> Task to complete: What you should output is the data below, unchanged in every character.

=== Data supplied ===

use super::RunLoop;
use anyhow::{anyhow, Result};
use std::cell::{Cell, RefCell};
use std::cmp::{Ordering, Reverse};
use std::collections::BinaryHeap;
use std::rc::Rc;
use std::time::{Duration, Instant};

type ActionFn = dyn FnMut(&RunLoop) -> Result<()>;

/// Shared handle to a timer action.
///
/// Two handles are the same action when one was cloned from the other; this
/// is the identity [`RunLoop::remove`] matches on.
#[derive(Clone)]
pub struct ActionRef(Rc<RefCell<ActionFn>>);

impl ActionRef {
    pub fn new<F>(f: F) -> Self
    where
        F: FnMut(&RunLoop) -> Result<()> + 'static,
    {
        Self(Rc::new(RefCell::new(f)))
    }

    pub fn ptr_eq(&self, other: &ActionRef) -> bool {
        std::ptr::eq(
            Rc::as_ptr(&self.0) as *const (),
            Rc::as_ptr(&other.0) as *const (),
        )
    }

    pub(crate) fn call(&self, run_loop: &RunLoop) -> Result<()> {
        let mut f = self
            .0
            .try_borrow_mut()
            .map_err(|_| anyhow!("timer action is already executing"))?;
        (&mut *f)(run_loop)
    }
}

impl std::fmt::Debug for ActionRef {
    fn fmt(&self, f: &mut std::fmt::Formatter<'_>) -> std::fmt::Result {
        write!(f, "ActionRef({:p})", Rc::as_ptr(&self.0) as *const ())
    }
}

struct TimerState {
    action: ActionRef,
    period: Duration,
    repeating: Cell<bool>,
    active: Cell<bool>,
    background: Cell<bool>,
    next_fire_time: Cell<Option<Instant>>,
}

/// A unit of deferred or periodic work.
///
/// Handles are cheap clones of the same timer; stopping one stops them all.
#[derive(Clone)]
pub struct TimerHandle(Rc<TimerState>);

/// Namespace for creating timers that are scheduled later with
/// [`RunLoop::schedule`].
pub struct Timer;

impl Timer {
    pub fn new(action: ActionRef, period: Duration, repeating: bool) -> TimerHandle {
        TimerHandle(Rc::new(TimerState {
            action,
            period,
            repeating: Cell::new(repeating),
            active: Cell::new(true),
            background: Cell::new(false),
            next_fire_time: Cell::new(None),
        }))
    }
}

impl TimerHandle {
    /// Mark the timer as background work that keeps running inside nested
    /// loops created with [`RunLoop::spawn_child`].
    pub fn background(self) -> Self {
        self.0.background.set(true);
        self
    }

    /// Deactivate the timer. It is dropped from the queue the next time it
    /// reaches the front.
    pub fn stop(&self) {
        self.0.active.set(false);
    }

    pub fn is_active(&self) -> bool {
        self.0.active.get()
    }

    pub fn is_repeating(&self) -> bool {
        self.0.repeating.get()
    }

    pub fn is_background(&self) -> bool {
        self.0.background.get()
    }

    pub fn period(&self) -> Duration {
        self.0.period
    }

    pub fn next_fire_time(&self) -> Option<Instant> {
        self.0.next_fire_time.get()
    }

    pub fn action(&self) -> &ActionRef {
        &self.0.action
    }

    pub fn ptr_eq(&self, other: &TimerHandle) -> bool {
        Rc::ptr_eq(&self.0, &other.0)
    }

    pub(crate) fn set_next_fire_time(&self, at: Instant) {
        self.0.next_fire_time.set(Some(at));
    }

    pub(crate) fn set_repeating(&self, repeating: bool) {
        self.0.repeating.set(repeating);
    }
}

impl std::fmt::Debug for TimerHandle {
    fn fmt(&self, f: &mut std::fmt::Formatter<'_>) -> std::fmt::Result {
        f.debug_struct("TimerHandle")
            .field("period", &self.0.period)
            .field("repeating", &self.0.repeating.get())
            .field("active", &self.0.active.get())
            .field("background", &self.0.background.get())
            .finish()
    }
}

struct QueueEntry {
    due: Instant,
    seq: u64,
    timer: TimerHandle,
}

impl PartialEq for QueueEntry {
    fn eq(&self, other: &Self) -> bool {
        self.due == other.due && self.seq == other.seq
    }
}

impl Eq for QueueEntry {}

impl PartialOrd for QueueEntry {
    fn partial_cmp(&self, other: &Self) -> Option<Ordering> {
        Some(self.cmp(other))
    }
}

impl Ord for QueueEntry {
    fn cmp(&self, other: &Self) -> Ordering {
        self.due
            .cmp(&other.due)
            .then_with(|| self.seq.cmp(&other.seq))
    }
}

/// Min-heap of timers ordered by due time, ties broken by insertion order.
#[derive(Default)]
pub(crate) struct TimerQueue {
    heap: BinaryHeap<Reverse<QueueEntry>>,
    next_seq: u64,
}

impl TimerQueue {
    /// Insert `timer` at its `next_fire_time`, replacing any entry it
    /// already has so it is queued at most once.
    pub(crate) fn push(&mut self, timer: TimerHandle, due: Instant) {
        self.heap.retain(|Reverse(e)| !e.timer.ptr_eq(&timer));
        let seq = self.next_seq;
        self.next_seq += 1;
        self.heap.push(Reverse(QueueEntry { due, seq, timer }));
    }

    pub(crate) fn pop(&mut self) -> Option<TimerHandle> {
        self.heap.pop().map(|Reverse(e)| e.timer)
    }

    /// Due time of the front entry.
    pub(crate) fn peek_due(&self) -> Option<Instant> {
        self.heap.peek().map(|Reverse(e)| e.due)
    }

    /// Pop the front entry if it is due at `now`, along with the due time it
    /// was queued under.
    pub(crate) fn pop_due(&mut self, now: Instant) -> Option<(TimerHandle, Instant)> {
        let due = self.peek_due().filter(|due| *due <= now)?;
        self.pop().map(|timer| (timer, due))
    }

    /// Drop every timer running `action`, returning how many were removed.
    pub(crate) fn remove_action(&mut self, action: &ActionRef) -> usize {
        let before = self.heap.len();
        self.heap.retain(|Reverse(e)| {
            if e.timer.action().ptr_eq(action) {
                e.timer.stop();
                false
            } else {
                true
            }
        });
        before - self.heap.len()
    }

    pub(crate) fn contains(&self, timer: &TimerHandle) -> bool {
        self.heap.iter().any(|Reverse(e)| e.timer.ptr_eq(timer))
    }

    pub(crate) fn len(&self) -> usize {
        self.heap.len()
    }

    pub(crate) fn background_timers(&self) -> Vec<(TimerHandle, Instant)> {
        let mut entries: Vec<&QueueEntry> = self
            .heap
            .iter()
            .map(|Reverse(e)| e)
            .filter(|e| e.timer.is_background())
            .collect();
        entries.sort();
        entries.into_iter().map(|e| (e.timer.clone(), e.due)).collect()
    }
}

===

> Answer to this task:
use super::RunLoop;
use anyhow::{anyhow, Result};
use std::cell::{Cell, RefCell};
use std::cmp::{Ordering, Reverse};
use std::collections::BinaryHeap;
use std::rc::Rc;
use std::time::{Duration, Instant};

type ActionFn = dyn FnMut(&RunLoop) -> Result<()>;

/// Shared handle to a timer action.
///
/// Two handles are the same action when one was cloned from the other; this
/// is the identity [`RunLoop::remove`] matches on.
#[derive(Clone)]
pub struct ActionRef(Rc<RefCell<ActionFn>>);

impl ActionRef {
    pub fn new<F>(f: F) -> Self
    where
        F: FnMut(&RunLoop) -> Result<()> + 'static,
    {
        Self(Rc::new(RefCell::new(f)))
    }

    pub fn ptr_eq(&self, other: &ActionRef) -> bool {
        std::ptr::eq(
            Rc::as_ptr(&self.0) as *const (),
            Rc::as_ptr(&other.0) as *const (),
        )
    }

    pub(crate) fn call(&self, run_loop: &RunLoop) -> Result<()> {
        let mut f = self
            .0
            .try_borrow_mut()
            .map_err(|_| anyhow!("timer action is already executing"))?;
        (&mut *f)(run_loop)
    }
}

impl std::fmt::Debug for ActionRef {
    fn fmt(&self, f: &mut std::fmt::Formatter<'_>) -> std::fmt::Result {
        write!(f, "ActionRef({:p})", Rc::as_ptr(&self.0) as *const ())
    }
}

struct TimerState {
    action: ActionRef,
    period: Duration,
    repeating: Cell<bool>,
    active: Cell<bool>,
    background: Cell<bool>,
    next_fire_time: Cell<Option<Instant>>,
}

/// A unit of deferred or periodic work.
///
/// Handles are cheap clones of the same timer; stopping one stops them all.
#[derive(Clone)]
pub struct TimerHandle(Rc<TimerState>);

/// Namespace for creating timers that are scheduled later with
/// [`RunLoop::schedule`].
pub struct Timer;

impl Timer {
    pub fn new(action: ActionRef, period: Duration, repeating: bool) -> TimerHandle {
        TimerHandle(Rc::new(TimerState {
            action,
            period,
            repeating: Cell::new(repeating),
            active: Cell::new(true),
            background: Cell::new(false),
            next_fire_time: Cell::new(None),
        }))
    }
}

impl TimerHandle {
    /// Mark the timer as background work that keeps running inside nested
    /// loops created with [`RunLoop::spawn_child`].
    pub fn background(self) -> Self {
        self.0.background.set(true);
        self
    }

    /// Deactivate the timer. It is dropped from the queue the next time it
    /// reaches the front.
    pub fn stop(&self) {
        self.0.active.set(false);
    }

    pub fn is_active(&self) -> bool {
        self.0.active.get()
    }

    pub fn is_repeating(&self) -> bool {
        self.0.repeating.get()
    }

    pub fn is_background(&self) -> bool {
        self.0.background.get()
    }

    pub fn period(&self) -> Duration {
        self.0.period
    }

    pub fn next_fire_time(&self) -> Option<Instant> {
        self.0.next_fire_time.get()
    }

    pub fn action(&self) -> &ActionRef {
        &self.0.action
    }

    pub fn ptr_eq(&self, other: &TimerHandle) -> bool {
        Rc::ptr_eq(&self.0, &other.0)
    }

    pub(crate) fn set_next_fire_time(&self, at: Instant) {
        self.0.next_fire_time.set(Some(at));
    }

    pub(crate) fn set_repeating(&self, repeating: bool) {
        self.0.repeating.set(repeating);
    }
}

impl std::fmt::Debug for TimerHandle {
    fn fmt(&self, f: &mut std::fmt::Formatter<'_>) -> std::fmt::Result {
        f.debug_struct("TimerHandle")
            .field("period", &self.0.period)
            .field("repeating", &self.0.repeating.get())
            .field("active", &self.0.active.get())
            .field("background", &self.0.background.get())
            .finish()
    }
}

struct QueueEntry {
    due: Instant,
    seq: u64,
    timer: TimerHandle,
}

impl PartialEq for QueueEntry {
    fn eq(&self, other: &Self) -> bool {
        self.due == other.due && self.seq == other.seq
    }
}

impl Eq for QueueEntry {}

impl PartialOrd for QueueEntry {
    fn partial_cmp(&self, other: &Self) -> Option<Ordering> {
        Some(self.cmp(other))
    }
}

impl Ord for QueueEntry {
    fn cmp(&self, other: &Self) -> Ordering {
        self.due
            .cmp(&other.due)
            .then_with(|| self.seq.cmp(&other.seq))
    }
}

/// Min-heap of timers ordered by due time, ties broken by insertion order.
#[derive(Default)]
pub(crate) struct TimerQueue {
    heap: BinaryHeap<Reverse<QueueEntry>>,
    next_seq: u64,
}

impl TimerQueue {
    /// Insert `timer` at its `next_fire_time`, replacing any entry it
    /// already has so it is queued at most once.
    pub(crate) fn push(&mut self, timer: TimerHandle, due: Instant) {
        self.heap.retain(|Reverse(e)| !e.timer.ptr_eq(&timer));
        let seq = self.next_seq;
        self.next_seq += 1;
        self.heap.push(Reverse(QueueEntry { due, seq, timer }));
    }

    pub(crate) fn pop(&mut self) -> Option<TimerHandle> {
        self.heap.pop().map(|Reverse(e)| e.timer)
    }

    /// Due time of the front entry.
    pub(crate) fn peek_due(&self) -> Option<Instant> {
        self.heap.peek().map(|Reverse(e)| e.due)
    }

    /// Pop the front entry if it is due at `now`, along with the due time it
    /// was queued under.
    pub(crate) fn pop_due(&mut self, now: Instant) -> Option<(TimerHandle, Instant)> {
        let due = self.peek_due().filter(|due| *due <= now)?;
        self.pop().map(|timer| (timer, due))
    }

    /// Drop every timer running `action`, returning how many were removed.
    pub(crate) fn remove_action(&mut self, action: &ActionRef) -> usize {
        let before = self.heap.len();
        self.heap.retain(|Reverse(e)| {
            if e.timer.action().ptr_eq(action) {
                e.timer.stop();
                false
            } else {
                true
            }
        });
        before - self.heap.len()
    }

    pub(crate) fn contains(&self, timer: &TimerHandle) -> bool {
        self.heap.iter().any(|Reverse(e)| e.timer.ptr_eq(timer))
    }

    pub(crate) fn len(&self) -> usize {
        self.heap.len()
    }

    pub(crate) fn background_timers(&self) -> Vec<(TimerHandle, Instant)> {
        let mut entries: Vec<&QueueEntry> = self
            .heap
            .iter()
            .map(|Reverse(e)| e)
            .filter(|e| e.timer.is_background())
            .collect();
        entries.sort();
        entries.into_iter().map(|e| (e.timer.clone(), e.due)).collect()
    }
}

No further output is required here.